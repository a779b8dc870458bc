//! Local host delegates.
//!
//! [`LocalDelegate`] serves the agent's filesystem callbacks inside one
//! workspace root and answers permission requests according to the
//! configured [`PermissionPolicy`]. [`LocalTerminals`] runs terminal
//! commands on this machine.

pub mod fs;
pub mod terminal;

use std::io::{BufRead, Write};
use std::path::PathBuf;

use serde_json::Value;
use tracing::{debug, info};

use crate::acp::router::{ClientDelegate, DelegateFuture};
use crate::acp::schema::{
    PermissionOption, ReadTextFileRequest, ReadTextFileResponse, RequestPermissionOutcome,
    RequestPermissionRequest, RequestPermissionResponse, WriteTextFileRequest,
};
use crate::config::PermissionPolicy;
use crate::{AppError, Result};

pub use terminal::LocalTerminals;

/// Filesystem and permission delegate confined to one workspace.
#[derive(Debug, Clone)]
pub struct LocalDelegate {
    workspace_root: PathBuf,
    policy: PermissionPolicy,
}

impl LocalDelegate {
    /// Delegate serving files under `workspace_root`.
    #[must_use]
    pub fn new(workspace_root: impl Into<PathBuf>, policy: PermissionPolicy) -> Self {
        Self {
            workspace_root: workspace_root.into(),
            policy,
        }
    }

    async fn read(&self, request: ReadTextFileRequest) -> Result<ReadTextFileResponse> {
        let path = fs::validate_path(&self.workspace_root, &request.path)?;
        let content = fs::read_text(&path, request.line, request.limit).await?;
        debug!(
            session_id = %request.session_id,
            path = %path.display(),
            bytes = content.len(),
            "host: read text file"
        );
        Ok(ReadTextFileResponse { content })
    }

    async fn write(&self, request: WriteTextFileRequest) -> Result<()> {
        let path = fs::validate_path(&self.workspace_root, &request.path)?;
        let bytes = request.content.len();
        let target = path.clone();
        tokio::task::spawn_blocking(move || fs::write_text(&target, &request.content))
            .await
            .map_err(|err| AppError::Io(format!("write task failed: {err}")))??;
        info!(path = %path.display(), bytes, "host: wrote text file");
        Ok(())
    }

    async fn permission(&self, request: RequestPermissionRequest) -> Result<RequestPermissionResponse> {
        let outcome = match self.policy {
            PermissionPolicy::Ask => {
                tokio::task::spawn_blocking(move || ask_on_terminal(&request))
                    .await
                    .map_err(|err| AppError::Io(format!("permission prompt failed: {err}")))??
            }
            policy => choose_option(policy, &request.options),
        };
        debug!(?outcome, "host: permission answered");
        Ok(RequestPermissionResponse { outcome })
    }
}

impl ClientDelegate for LocalDelegate {
    fn read_text_file(&self, request: ReadTextFileRequest) -> DelegateFuture<'_, ReadTextFileResponse> {
        Box::pin(self.read(request))
    }

    fn write_text_file(&self, request: WriteTextFileRequest) -> DelegateFuture<'_, ()> {
        Box::pin(self.write(request))
    }

    fn request_permission(
        &self,
        request: RequestPermissionRequest,
    ) -> DelegateFuture<'_, RequestPermissionResponse> {
        Box::pin(self.permission(request))
    }
}

/// Pick the first option matching a non-interactive policy.
///
/// `Ask` and a missing matching option both yield `Cancelled`.
#[must_use]
pub fn choose_option(policy: PermissionPolicy, options: &[PermissionOption]) -> RequestPermissionOutcome {
    let wanted_allow = match policy {
        PermissionPolicy::Allow => true,
        PermissionPolicy::Reject => false,
        PermissionPolicy::Ask => return RequestPermissionOutcome::Cancelled,
    };
    options
        .iter()
        .find(|option| option.kind.is_allow() == wanted_allow)
        .map_or(RequestPermissionOutcome::Cancelled, |option| {
            RequestPermissionOutcome::Selected {
                option_id: option.option_id.clone(),
            }
        })
}

/// Prompt on stderr and read the choice from stdin.
///
/// EOF or an unparseable answer cancels.
fn ask_on_terminal(request: &RequestPermissionRequest) -> Result<RequestPermissionOutcome> {
    let title = request
        .tool_call
        .get("title")
        .and_then(Value::as_str)
        .unwrap_or("tool call");

    let mut stderr = std::io::stderr().lock();
    writeln!(stderr, "\nPermission requested: {title}")?;
    for (index, option) in request.options.iter().enumerate() {
        writeln!(stderr, "  [{}] {}", index + 1, option.name)?;
    }
    write!(stderr, "Choose an option (empty to cancel): ")?;
    stderr.flush()?;

    let mut answer = String::new();
    std::io::stdin().lock().read_line(&mut answer)?;

    let picked = answer
        .trim()
        .parse::<usize>()
        .ok()
        .and_then(|n| n.checked_sub(1))
        .and_then(|index| request.options.get(index));
    Ok(picked.map_or(RequestPermissionOutcome::Cancelled, |option| {
        RequestPermissionOutcome::Selected {
            option_id: option.option_id.clone(),
        }
    }))
}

────────────────

_Exercise directions_
Reply with every line of the material above, unaltered.

_Exercise output_
repository a779b8dc870458bc
//! Local host delegates.
//!
//! [`LocalDelegate`] serves the agent's filesystem callbacks inside one
//! workspace root and answers permission requests according to the
//! configured [`PermissionPolicy`]. [`LocalTerminals`] runs terminal
//! commands on this machine.

pub mod fs;
pub mod terminal;

use std::io::{BufRead, Write};
use std::path::PathBuf;

use serde_json::Value;
use tracing::{debug, info};

use crate::acp::router::{ClientDelegate, DelegateFuture};
use crate::acp::schema::{
    PermissionOption, ReadTextFileRequest, ReadTextFileResponse, RequestPermissionOutcome,
    RequestPermissionRequest, RequestPermissionResponse, WriteTextFileRequest,
};
use crate::config::PermissionPolicy;
use crate::{AppError, Result};

pub use terminal::LocalTerminals;

/// Filesystem and permission delegate confined to one workspace.
#[derive(Debug, Clone)]
pub struct LocalDelegate {
    workspace_root: PathBuf,
    policy: PermissionPolicy,
}

impl LocalDelegate {
    /// Delegate serving files under `workspace_root`.
    #[must_use]
    pub fn new(workspace_root: impl Into<PathBuf>, policy: PermissionPolicy) -> Self {
        Self {
            workspace_root: workspace_root.into(),
            policy,
        }
    }

    async fn read(&self, request: ReadTextFileRequest) -> Result<ReadTextFileResponse> {
        let path = fs::validate_path(&self.workspace_root, &request.path)?;
        let content = fs::read_text(&path, request.line, request.limit).await?;
        debug!(
            session_id = %request.session_id,
            path = %path.display(),
            bytes = content.len(),
            "host: read text file"
        );
        Ok(ReadTextFileResponse { content })
    }

    async fn write(&self, request: WriteTextFileRequest) -> Result<()> {
        let path = fs::validate_path(&self.workspace_root, &request.path)?;
        let bytes = request.content.len();
        let target = path.clone();
        tokio::task::spawn_blocking(move || fs::write_text(&target, &request.content))
            .await
            .map_err(|err| AppError::Io(format!("write task failed: {err}")))??;
        info!(path = %path.display(), bytes, "host: wrote text file");
        Ok(())
    }

    async fn permission(&self, request: RequestPermissionRequest) -> Result<RequestPermissionResponse> {
        let outcome = match self.policy {
            PermissionPolicy::Ask => {
                tokio::task::spawn_blocking(move || ask_on_terminal(&request))
                    .await
                    .map_err(|err| AppError::Io(format!("permission prompt failed: {err}")))??
            }
            policy => choose_option(policy, &request.options),
        };
        debug!(?outcome, "host: permission answered");
        Ok(RequestPermissionResponse { outcome })
    }
}

impl ClientDelegate for LocalDelegate {
    fn read_text_file(&self, request: ReadTextFileRequest) -> DelegateFuture<'_, ReadTextFileResponse> {
        Box::pin(self.read(request))
    }

    fn write_text_file(&self, request: WriteTextFileRequest) -> DelegateFuture<'_, ()> {
        Box::pin(self.write(request))
    }

    fn request_permission(
        &self,
        request: RequestPermissionRequest,
    ) -> DelegateFuture<'_, RequestPermissionResponse> {
        Box::pin(self.permission(request))
    }
}

/// Pick the first option matching a non-interactive policy.
///
/// `Ask` and a missing matching option both yield `Cancelled`.
#[must_use]
pub fn choose_option(policy: PermissionPolicy, options: &[PermissionOption]) -> RequestPermissionOutcome {
    let wanted_allow = match policy {
        PermissionPolicy::Allow => true,
        PermissionPolicy::Reject => false,
        PermissionPolicy::Ask => return RequestPermissionOutcome::Cancelled,
    };
    options
        .iter()
        .find(|option| option.kind.is_allow() == wanted_allow)
        .map_or(RequestPermissionOutcome::Cancelled, |option| {
            RequestPermissionOutcome::Selected {
                option_id: option.option_id.clone(),
            }
        })
}

/// Prompt on stderr and read the choice from stdin.
///
/// EOF or an unparseable answer cancels.
fn ask_on_terminal(request: &RequestPermissionRequest) -> Result<RequestPermissionOutcome> {
    let title = request
        .tool_call
        .get("title")
        .and_then(Value::as_str)
        .unwrap_or("tool call");

    let mut stderr = std::io::stderr().lock();
    writeln!(stderr, "\nPermission requested: {title}")?;
    for (index, option) in request.options.iter().enumerate() {
        writeln!(stderr, "  [{}] {}", index + 1, option.name)?;
    }
    write!(stderr, "Choose an option (empty to cancel): ")?;
    stderr.flush()?;

    let mut answer = String::new();
    std::io::stdin().lock().read_line(&mut answer)?;

    let picked = answer
        .trim()
        .parse::<usize>()
        .ok()
        .and_then(|n| n.checked_sub(1))
        .and_then(|index| request.options.get(index));
    Ok(picked.map_or(RequestPermissionOutcome::Cancelled, |option| {
        RequestPermissionOutcome::Selected {
            option_id: option.option_id.clone(),
        }
    }))
}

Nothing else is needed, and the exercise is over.